Does anyone have any ideas why SLAPD does not translate? Or do I need to turn on a "allow non-DNs" switch? Or is it actually the ldapsearch command that is complaining. If the latter, is there a way to test?
Gary
--On Thursday, January 14, 2021 10:27 PM +0000 gary.algier@mavenir.com wrote:
I have this in slapd.conf: authz-regexp uid=([^,]*).*,cn=auth cn=$1,dc=old-domain,dc=Com
When I run: slapauth ServiceAccount@old-domain.com
Does anyone have any ideas why SLAPD does not translate? Or do I need to turn on a "allow non-DNs" switch? Or is it actually the ldapsearch command that is complaining. If the latter, is there a way to test?
From the man page:
authz-regexp <match> <replace> Used by the authentication framework to convert simple user names, such as provided by SASL subsystem, or extracted from certificates in case of cert-based SASL EXTERNAL, or provided within the RFC 4370 "proxied authorization" control, to an LDAP DN used for authorization purposes.

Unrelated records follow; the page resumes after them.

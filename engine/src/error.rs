//! Controller error types.
//!
//! Only construction and configuration can fail. Per-step problems (bad
//! contact normals, non-finite velocities) are logged and skipped instead of
//! surfacing as errors, so the step functions stay infallible.

use thiserror::Error;

/// Errors raised while loading configuration or building a controller.
#[derive(Debug, Error)]
pub enum ControllerError {
    /// A required collaborator (rigid body, view rig) was not bound.
    #[error("missing dependency: {0} is not bound")]
    MissingDependency(&'static str),

    /// A configuration value is out of its legal range.
    #[error("invalid configuration: `{field}` {reason}")]
    InvalidConfiguration {
        field: &'static str,
        reason: String,
    },

    /// The configuration file could not be read.
    #[error("failed to read configuration: {0}")]
    Io(#[from] std::io::Error),

    /// The configuration file is not valid JSON for [`crate::config::ControllerConfig`].
    #[error("failed to parse configuration: {0}")]
    Parse(#[from] serde_json::Error),
}

impl ControllerError {
    pub(crate) fn invalid(field: &'static str, reason: impl Into<String>) -> Self {
        Self::InvalidConfiguration {
            field,
            reason: reason.into(),
        }
    }
}

/// Convenience alias used throughout the crate.
pub type Result<T> = std::result::Result<T, ControllerError>;
//! Rigid-body access for the controller
//!
//! [`RigidBody`] is the narrow surface the controller needs from a physics
//! engine body. [`SimpleBody`] implements it with semi-implicit Euler
//! integration so the controller can be exercised without an engine.
//!
//! # Example
//!
//! ```ignore
//! use rigid_stride_engine::physics::{ForceMode, RigidBody, SimpleBody};
//! use glam::Vec3;
//!
//! let mut body = SimpleBody::new(Vec3::new(0.0, 1.0, 0.0), 1.0);
//! body.add_force(Vec3::X * 10.0, ForceMode::Force);
//! body.integrate(0.02);
//! ```

use glam::Vec3;

/// How a requested force is applied to a body.
#[derive(Debug, Clone, Copy, PartialEq, Eq)]
pub enum ForceMode {
    /// Continuous force, integrated over the next simulation step (`dv = F / m * dt`)
    Force,
    /// Instantaneous impulse, applied immediately (`dv = J / m`)
    Impulse,
}

/// The rigid body a character controller drives.
///
/// Implementations wrap whatever body type the host physics engine exposes.
/// The controller only reads and writes velocity, requests forces, and sets
/// the collider's local scale for crouching. It never writes position.
pub trait RigidBody {
    /// Current linear velocity in world space (m/s).
    fn velocity(&self) -> Vec3;

    /// Overwrite the linear velocity.
    fn set_velocity(&mut self, velocity: Vec3);

    /// Body mass in kilograms.
    fn mass(&self) -> f32;

    /// Apply a force or an impulse.
    fn add_force(&mut self, force: Vec3, mode: ForceMode);

    /// Local scale of the body's transform (collider scale).
    fn local_scale(&self) -> Vec3;

    /// Set the local scale of the body's transform.
    fn set_local_scale(&mut self, scale: Vec3);
}

/// Default gravity (m/s²), matching common engine defaults.
pub const DEFAULT_GRAVITY: Vec3 = Vec3::new(0.0, -9.81, 0.0);

/// A minimal dynamic body: point mass with an upright extent.
///
/// The extent (`half_height * local_scale.y`) is what [`super::PlaneWorld`]
/// uses to keep the body above static planes, so crouching visibly lowers it.
#[derive(Debug, Clone)]
pub struct SimpleBody {
    /// World-space position of the body's center (meters)
    pub position: Vec3,
    /// Linear velocity (m/s)
    pub velocity: Vec3,
    /// Mass (kg)
    pub mass: f32,
    /// Gravity acceleration applied every step (m/s²)
    pub gravity: Vec3,
    /// Half of the collider height at unit scale (meters)
    pub half_height: f32,
    /// Transform local scale
    pub local_scale: Vec3,
    /// Forces accumulated since the last integration
    accumulated_force: Vec3,
}

impl Default for SimpleBody {
    fn default() -> Self {
        Self {
            position: Vec3::ZERO,
            velocity: Vec3::ZERO,
            mass: 1.0,
            gravity: DEFAULT_GRAVITY,
            half_height: 1.0,
            local_scale: Vec3::ONE,
            accumulated_force: Vec3::ZERO,
        }
    }
}

impl SimpleBody {
    /// Create a body at `position` with the given mass.
    ///
    /// The mass is stored as given. A non-positive or non-finite mass is
    /// rejected by the controller builder and skipped by the step.
    pub fn new(position: Vec3, mass: f32) -> Self {
        Self {
            position,
            mass,
            ..Default::default()
        }
    }

    /// Create a body that ignores gravity (useful for isolating controller forces).
    pub fn weightless(position: Vec3, mass: f32) -> Self {
        Self {
            gravity: Vec3::ZERO,
            ..Self::new(position, mass)
        }
    }

    /// Current extent below the center, taking crouch scale into account.
    #[inline]
    pub fn extent(&self) -> f32 {
        self.half_height * self.local_scale.y
    }

    /// Force accumulated since the last [`SimpleBody::integrate`] call.
    pub fn pending_force(&self) -> Vec3 {
        self.accumulated_force
    }

    /// Advance the body by `dt` seconds.
    ///
    /// Semi-implicit Euler: velocity first (gravity plus accumulated forces),
    /// then position with the new velocity. Accumulated forces are cleared.
    pub fn integrate(&mut self, dt: f32) {
        let acceleration = self.gravity + self.accumulated_force / self.mass;
        self.velocity += acceleration * dt;
        self.position += self.velocity * dt;
        self.accumulated_force = Vec3::ZERO;
    }

    /// Horizontal speed (XZ plane only).
    pub fn horizontal_speed(&self) -> f32 {
        Vec3::new(self.velocity.x, 0.0, self.velocity.z).length()
    }
}

impl RigidBody for SimpleBody {
    fn velocity(&self) -> Vec3 {
        self.velocity
    }

    fn set_velocity(&mut self, velocity: Vec3) {
        self.velocity = velocity;
    }

    fn mass(&self) -> f32 {
        self.mass
    }

    fn add_force(&mut self, force: Vec3, mode: ForceMode) {
        match mode {
            ForceMode::Force => self.accumulated_force += force,
            ForceMode::Impulse => self.velocity += force / self.mass,
        }
    }

    fn local_scale(&self) -> Vec3 {
        self.local_scale
    }

    fn set_local_scale(&mut self, scale: Vec3) {
        self.local_scale = scale;
    }
}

It does not appear to me that you are using a SASL mechanism or the proxied authorization control, but a direct simple bind. Thus the authz-regexp will not fire. Additionally, your users is clearly not binding as "...,cn=auth" so it would never match the authz-regexp you've defined.
Regards, Quanah
--
Quanah Gibson-Mount Product Architect Symas Corporation Packaged, certified, and supported LDAP solutions powered by OpenLDAP: http://www.symas.com
I am not using SASL because the client software does not. It uses simple authentication yet it logs into AD using a non-DN user.
I tested with a translation from the user@domain format and that did not get past slapauth. But I then saw something about these being handled like uid=...,cn=auth. When I changed to that as the regex, it worked on slapauth, but not slapd.

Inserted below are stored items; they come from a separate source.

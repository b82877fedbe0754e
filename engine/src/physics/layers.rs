//! Collision layer masks
//!
//! Layers are numbered 0..32, one bit each. A mask selects the layers a
//! system cares about; the ground tracker only listens to contacts whose
//! layer bit is set in its ground mask.

use serde::{Deserialize, Serialize};

/// Number of addressable collision layers.
pub const LAYER_COUNT: u32 = 32;

/// Bitmask over collision layers.
///
/// Serializes as a plain integer so configuration files can write
/// `"ground_layer_mask": 5` for layers 0 and 2.
#[derive(Debug, Clone, Copy, PartialEq, Eq, Hash, Serialize, Deserialize)]
#[serde(transparent)]
pub struct LayerMask(pub u32);

impl LayerMask {
    /// Mask with no layers selected.
    pub const NOTHING: Self = Self(0);
    /// Mask with every layer selected.
    pub const EVERYTHING: Self = Self(u32::MAX);
    /// Mask with only layer 0 selected.
    pub const DEFAULT: Self = Self(1);

    /// Build a mask from a list of layer indices.
    ///
    /// Indices outside 0..32 are skipped.
    pub fn from_layers(layers: &[u32]) -> Self {
        layers
            .iter()
            .fold(Self::NOTHING, |mask, &layer| mask.with_layer(layer))
    }

    /// Return a copy of this mask with `layer` added.
    pub fn with_layer(self, layer: u32) -> Self {
        if layer < LAYER_COUNT {
            Self(self.0 | (1 << layer))
        } else {
            self
        }
    }

    /// Check whether `layer` is selected by this mask.
    ///
    /// Layers outside 0..32 are never contained.
    #[inline]
    pub fn contains(&self, layer: u32) -> bool {
        layer < LAYER_COUNT && self.0 & (1 << layer) != 0
    }

    /// Check if no layer is selected.
    pub fn is_empty(&self) -> bool {
        self.0 == 0
    }
}

impl Default for LayerMask {
    fn default() -> Self {
        Self::DEFAULT
    }
}
//! Jump Budget and Cooldown
//!
//! Tracks how many jumps have been spent since the character last stood on
//! ground, the latched jump request, and the cooldown deadline.
//!
//! The cooldown is a deadline on the controller's simulation clock, checked
//! at the top of every fixed step with [`JumpState::expire_cooldown`]. There
//! is no timer callback: a request made during the cooldown is refused, stays
//! latched, and succeeds on the first step after the deadline passes.

use crate::config::ControllerConfig;

/// Slack when comparing the clock against a cooldown deadline.
///
/// The clock sums `f32` timesteps widened to `f64`, so twenty 0.02 s steps
/// land a few nanoseconds short of a 0.4 s deadline.
pub const COOLDOWN_EPSILON_SECONDS: f64 = 1e-6;

/// Jump counter, request latch and cooldown deadline.
#[derive(Debug, Clone, PartialEq)]
pub struct JumpState {
    /// Jumps executed since the last grounded step
    current_jump_count: u32,
    /// Configured jump budget (>= 1)
    max_jumps: u32,
    /// Latched jump request from input edges
    jump_requested: bool,
    /// Simulation time at which the cooldown ends, if one is running
    cooldown_until: Option<f64>,
    /// Cooldown length in seconds
    cooldown_seconds: f32,
}

impl Default for JumpState {
    fn default() -> Self {
        Self::from_config(&ControllerConfig::default())
    }
}

impl JumpState {
    /// Create a jump state with the given budget and cooldown.
    pub fn new(max_jumps: u32, cooldown_seconds: f32) -> Self {
        Self {
            current_jump_count: 0,
            max_jumps,
            jump_requested: false,
            cooldown_until: None,
            cooldown_seconds,
        }
    }

    /// Build from controller configuration.
    pub fn from_config(config: &ControllerConfig) -> Self {
        Self::new(config.max_jumps, config.jump_cooldown_seconds)
    }

    /// Jumps executed since the character was last grounded.
    pub fn current_jump_count(&self) -> u32 {
        self.current_jump_count
    }

    /// Configured jump budget.
    pub fn max_jumps(&self) -> u32 {
        self.max_jumps
    }

    /// Whether a jump request is latched.
    pub fn is_requested(&self) -> bool {
        self.jump_requested
    }

    /// Whether the post-jump cooldown is running.
    pub fn is_in_cooldown(&self) -> bool {
        self.cooldown_until.is_some()
    }

    /// Simulation time at which the running cooldown ends.
    pub fn cooldown_deadline(&self) -> Option<f64> {
        self.cooldown_until
    }

    /// Latch a jump request (jump key went down).
    pub fn press(&mut self) {
        self.jump_requested = true;
    }

    /// Drop the jump request (jump key went up).
    pub fn release(&mut self) {
        self.jump_requested = false;
    }

    /// Reset the spent jump count; called on every grounded step.
    pub fn reset_count(&mut self) {
        self.current_jump_count = 0;
    }

    /// Clear the cooldown if `now` has reached its deadline (within
    /// [`COOLDOWN_EPSILON_SECONDS`]).
    ///
    /// Returns `true` when the cooldown ended on this call.
    pub fn expire_cooldown(&mut self, now: f64) -> bool {
        match self.cooldown_until {
            Some(deadline) if now + COOLDOWN_EPSILON_SECONDS >= deadline => {
                self.cooldown_until = None;
                true
            }
            _ => false,
        }
    }

    /// Check if a jump may execute this step.
    ///
    /// Needs a latched request and no cooldown. From the ground a jump is
    /// always allowed; in the air only while `current_jump_count < max_jumps - 1`.
    /// With the count reset on every grounded step, `max_jumps = 2` grants an
    /// air jump only when the body walked off a ledge (count 0), not after a
    /// ground jump (count 1).
    pub fn can_jump(&self, grounded: bool) -> bool {
        if !self.jump_requested || self.is_in_cooldown() {
            return false;
        }
        grounded || self.current_jump_count < self.max_jumps.saturating_sub(1)
    }

    /// Record an executed jump at simulation time `now`.
    ///
    /// Starts the cooldown, spends one jump, and clears the request unless
    /// `auto_jump` keeps it latched while the key is held.
    pub fn record_jump(&mut self, now: f64, auto_jump: bool) {
        self.current_jump_count += 1;
        self.cooldown_until = Some(now + f64::from(self.cooldown_seconds));
        if !auto_jump {
            self.jump_requested = false;
        }
    }
}

#[cfg(test)]
mod tests {
    use super::*;

    #[test]
    fn test_no_jump_without_request() {
        let jump = JumpState::default();
        assert!(!jump.can_jump(true));
    }

    #[test]
    fn test_grounded_jump_allowed() {
        let mut jump = JumpState::default();
        jump.press();
        assert!(jump.can_jump(true));
    }

    #[test]
    fn test_single_jump_budget_has_no_air_jump() {
        let mut jump = JumpState::new(1, 0.4);
        jump.press();
        assert!(!jump.can_jump(false));
    }

    #[test]
    fn test_record_jump_starts_cooldown_and_clears_latch() {
        let mut jump = JumpState::default();
        jump.press();
        jump.record_jump(1.0, false);
        assert_eq!(jump.current_jump_count(), 1);
        assert!(jump.is_in_cooldown());
        assert!(!jump.is_requested());
        assert_eq!(jump.cooldown_deadline(), Some(1.0 + f64::from(0.4f32)));
    }

    #[test]
    fn test_auto_jump_keeps_latch() {
        let mut jump = JumpState::default();
        jump.press();
        jump.record_jump(0.0, true);
        assert!(jump.is_requested());
        // Still refused until the cooldown ends
        assert!(!jump.can_jump(true));
        assert!(jump.expire_cooldown(0.5));
        assert!(jump.can_jump(true));
    }

    #[test]
    fn test_cooldown_expires_at_deadline() {
        let mut jump = JumpState::new(1, 0.4);
        jump.press();
        jump.record_jump(2.0, false);
        assert!(!jump.expire_cooldown(2.2));
        assert!(jump.is_in_cooldown());
        assert!(jump.expire_cooldown(2.5));
        assert!(!jump.is_in_cooldown());
        assert!(!jump.expire_cooldown(3.0));
    }

    #[test]
    fn test_cooldown_expires_after_exact_step_count() {
        let dt = 0.02f32;
        let mut jump = JumpState::new(1, 0.4);
        jump.press();
        jump.record_jump(0.0, true);

        let mut now = 0.0f64;
        for _ in 0..19 {
            now += f64::from(dt);
            assert!(!jump.expire_cooldown(now), "cooldown ended early at t={now}");
        }
        now += f64::from(dt);
        assert!(jump.expire_cooldown(now));
    }

    #[test]
    fn test_request_latched_during_cooldown() {
        let mut jump = JumpState::default();
        jump.press();
        jump.record_jump(0.0, false);
        jump.press();
        assert!(jump.is_requested());
        assert!(!jump.can_jump(true));
    }

    #[test]
    fn test_two_jump_budget_off_by_one() {
        let mut jump = JumpState::new(2, 0.4);
        jump.press();
        jump.record_jump(0.0, false);
        jump.expire_cooldown(1.0);
        jump.press();
        // count 1 < 2 - 1 is false: no air jump after a ground jump
        assert!(!jump.can_jump(false));

        // Walking off a ledge leaves the count at 0, which does allow one
        jump.reset_count();
        assert!(jump.can_jump(false));
    }

    #[test]
    fn test_three_jump_budget_allows_air_jump() {
        let mut jump = JumpState::new(3, 0.4);
        jump.press();
        jump.record_jump(0.0, false);
        jump.expire_cooldown(1.0);
        jump.press();
        assert!(jump.can_jump(false));
        jump.record_jump(1.0, false);
        jump.expire_cooldown(2.0);
        jump.press();
        assert!(!jump.can_jump(false));
    }
}
//! Game Module
//!
//! Host-side code built on top of the engine: the demo course and the loop
//! that drives a character controller across it.

pub mod course;

pub use course::{
    CourseConfig, CourseSimulation, HeadlessCursor, InputScript, RunSummary, ScriptAction,
    ScriptEvent, GROUND_LAYER, WALL_LAYER,
};
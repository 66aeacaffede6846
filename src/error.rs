//! Errors returned by management API calls.

use thiserror::Error;

#[derive(Error, Debug)]
pub enum ClientError {
    #[error("Transport error: {0}")]
    Transport(String),

    #[error("Request timed out: {0}")]
    Timeout(String),

    /// Non-2xx response. Only the reason phrase is kept, never the body.
    #[error("{reason}")]
    Http { status: u16, reason: String },

    #[error("Malformed response body: {0}")]
    MalformedBody(String),

    #[error("Invalid URL: {0}")]
    InvalidUrl(String),

    #[error("Failed to build HTTP client: {0}")]
    Build(String),
}

impl ClientError {
    pub fn status(&self) -> Option<u16> {
        match self {
            ClientError::Http { status, .. } => Some(*status),
            _ => None,
        }
    }
}

impl From<reqwest::Error> for ClientError {
    fn from(error: reqwest::Error) -> Self {
        if error.is_timeout() {
            ClientError::Timeout(error.to_string())
        } else {
            ClientError::Transport(error.to_string())
        }
    }
}

pub type Result<T> = std::result::Result<T, ClientError>;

Is there any way to get OpenLDAP to accept a non-DN name with simple auth? It seems to be rejecting the user before any sort of translation.

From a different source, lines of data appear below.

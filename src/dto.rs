use std::collections::BTreeMap;
use std::fmt;

use serde::{Deserialize, Serialize};

/// A single recorder setting. The server owns the schema, so only the JSON
/// primitive kinds are modelled.
#[derive(Clone, Debug, PartialEq, Serialize, Deserialize)]
#[serde(untagged)]
pub enum ParamValue {
    Null,
    Bool(bool),
    Number(serde_json::Number),
    String(String),
}

impl ParamValue {
    /// Parses a command-line literal: `true`/`false`, `null` and numbers keep
    /// their JSON kind, everything else is a string.
    pub fn parse_literal(raw: &str) -> Self {
        match raw {
            "true" => return ParamValue::Bool(true),
            "false" => return ParamValue::Bool(false),
            "null" => return ParamValue::Null,
            _ => {}
        }

        // only literals that print back unchanged; "007" and "+5" stay strings
        if let Ok(n) = raw.parse::<i64>() {
            if n.to_string() == raw {
                return ParamValue::Number(n.into());
            }
        }
        if let Some(n) = raw
            .parse::<f64>()
            .ok()
            .and_then(serde_json::Number::from_f64)
            .filter(|n| n.to_string() == raw)
        {
            return ParamValue::Number(n);
        }

        ParamValue::String(raw.to_string())
    }
}

impl From<&str> for ParamValue {
    fn from(value: &str) -> Self {
        ParamValue::String(value.to_string())
    }
}

impl From<String> for ParamValue {
    fn from(value: String) -> Self {
        ParamValue::String(value)
    }
}

impl From<bool> for ParamValue {
    fn from(value: bool) -> Self {
        ParamValue::Bool(value)
    }
}

impl From<i64> for ParamValue {
    fn from(value: i64) -> Self {
        ParamValue::Number(value.into())
    }
}

impl From<u64> for ParamValue {
    fn from(value: u64) -> Self {
        ParamValue::Number(value.into())
    }
}

impl fmt::Display for ParamValue {
    fn fmt(&self, f: &mut fmt::Formatter<'_>) -> fmt::Result {
        match self {
            ParamValue::Null => write!(f, "null"),
            ParamValue::Bool(b) => write!(f, "{b}"),
            ParamValue::Number(n) => write!(f, "{n}"),
            ParamValue::String(s) => write!(f, "{s}"),
        }
    }
}

/// Body of a create-recorder request, sent as-is.
pub type RecorderParameters = BTreeMap<String, ParamValue>;

/// Splits `key=value` into a recorder parameter. The value may itself contain `=`.
pub fn parse_param_pair(s: &str) -> Result<(String, ParamValue), String> {
    let (key, value) = s
        .split_once('=')
        .ok_or_else(|| format!("Expected key=value, got '{s}'"))?;
    if key.is_empty() {
        return Err(format!("Empty parameter name in '{s}'"));
    }
    Ok((key.to_string(), ParamValue::parse_literal(value)))
}

#[cfg(test)]
mod tests {
    use super::*;

    #[test]
    fn test_parse_literal_kinds() {
        assert_eq!(ParamValue::parse_literal("true"), ParamValue::Bool(true));
        assert_eq!(ParamValue::parse_literal("null"), ParamValue::Null);
        assert_eq!(ParamValue::parse_literal("42"), ParamValue::from(42i64));
        assert_eq!(
            ParamValue::parse_literal("mp4"),
            ParamValue::String("mp4".to_string())
        );
        assert_eq!(ParamValue::parse_literal("-3"), ParamValue::from(-3i64));
        assert!(matches!(
            ParamValue::parse_literal("1.5"),
            ParamValue::Number(_)
        ));
    }

    #[test]
    fn test_parse_literal_keeps_non_canonical_numbers_as_strings() {
        for raw in ["007", "+5", "1e3", "1.50", "-0"] {
            assert_eq!(
                ParamValue::parse_literal(raw),
                ParamValue::String(raw.to_string()),
                "{raw}"
            );
        }
    }

    #[test]
    fn test_recorder_parameters_serialize_as_flat_object() {
        let mut params = RecorderParameters::new();
        params.insert("recorderName".to_string(), "myStream".into());
        params.insert("segmentDuration".to_string(), 900000i64.into());
        params.insert("moveFirstVideoFrameToZero".to_string(), true.into());
        params.insert("outputPath".to_string(), ParamValue::Null);

        let json = serde_json::to_value(&params).unwrap();
        assert_eq!(
            json,
            serde_json::json!({
                "recorderName": "myStream",
                "segmentDuration": 900000,
                "moveFirstVideoFrameToZero": true,
                "outputPath": null
            })
        );
    }

    #[test]
    fn test_deserialize_rejects_nested_values() {
        let nested = r#"{"a": {"b": 1}}"#;
        assert!(serde_json::from_str::<RecorderParameters>(nested).is_err());

        let flat = r#"{"a": 1, "b": "x", "c": false, "d": null}"#;
        let params: RecorderParameters = serde_json::from_str(flat).unwrap();
        assert_eq!(params.len(), 4);
        assert_eq!(params["c"], ParamValue::Bool(false));
    }

    #[test]
    fn test_parse_param_pair() {
        let (key, value) = parse_param_pair("fileFormat=mp4").unwrap();
        assert_eq!(key, "fileFormat");
        assert_eq!(value, ParamValue::from("mp4"));

        let (_, value) = parse_param_pair("fileTemplate=${SourceStreamName}=x").unwrap();
        assert_eq!(value, ParamValue::from("${SourceStreamName}=x"));

        assert!(parse_param_pair("novalue").is_err());
        assert!(parse_param_pair("=1").is_err());
    }
}
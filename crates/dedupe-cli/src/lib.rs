//! CLI library components for the duplicate remover.

pub mod logging;
pub mod pipeline;
pub mod types;
pub mod validate;
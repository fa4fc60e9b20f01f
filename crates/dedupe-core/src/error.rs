//! Error types for normalization and deduplication.

use thiserror::Error;

/// A method descriptor that cannot be turned into a normalizer.
#[derive(Debug, Clone, Error, PartialEq, Eq)]
pub enum ResolveError {
    #[error("method descriptor has no '{attribute}' key")]
    MissingAttribute { attribute: &'static str },

    #[error("normalization method '{method}' was not recognised")]
    UnrecognizedMethod { method: String },
}

/// A specified column absent from a row.
#[derive(Debug, Clone, Error, PartialEq, Eq)]
#[error("column '{column}' does not exist in the row")]
pub struct MissingColumn {
    pub column: String,
}

/// Errors that abort a deduplication run.
#[derive(Debug, Error)]
pub enum DedupeError {
    /// The descriptor for `column` is invalid.
    #[error("invalid specification for column '{column}'")]
    Resolve {
        column: String,
        #[source]
        source: ResolveError,
    },

    /// Row `row_number` (1-based, header excluded) lacks a specified column.
    #[error("column '{column}' does not exist in data row {row_number}")]
    MissingColumn { column: String, row_number: usize },
}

I also tried "authid-rewriteContext binddn" and "authid-rewriterule" hoping it was early enough in the process.
I can use simple auth with user@domain when authenticating to AD. I can use simple auth with user@domain when authenticating to 389 Directory Server. But I can't use either of those because I need to proxy to AD while translating from the old domain name to the new domain name. 389 DS does not do proxies.
Is there a way to have slapd accept simple authentication but use SASL under the hood to get translations to work?
Gary
--On Thursday, January 14, 2021 11:22 PM +0000 gary.algier@mavenir.com wrote:
I can use simple auth with user@domain when authenticating to AD. I can use simple auth with user@domain when authenticating to 389 Directory Server.
AD is not LDAP, so it lets you do things the LDAP protocol doesn't. 389DS likely has custom code to allow it to behave similar to AD in this instance. You could see about writing a custom overlay that intercepts the bind request and does what you like.
Regards, Quanah
--
Quanah Gibson-Mount Product Architect Symas Corporation Packaged, certified, and supported LDAP solutions powered by OpenLDAP: http://www.symas.com
On Thu, Jan 14, 2021 at 10:27:35PM -0000, gary.algier@mavenir.com wrote:
Hello,
I need to bind sometimes with a username that is not in DN format. I have tried to use authz-regexp to translate it but I am not successful.
OpenLDAP will try and normalise the incoming DN and an email-like string is never a valid dn, so there's no way around that.
How limited are your clients? Can they accept a DN to use? Each user in AD still has a relevant entry, so you can use their DN if you can find it.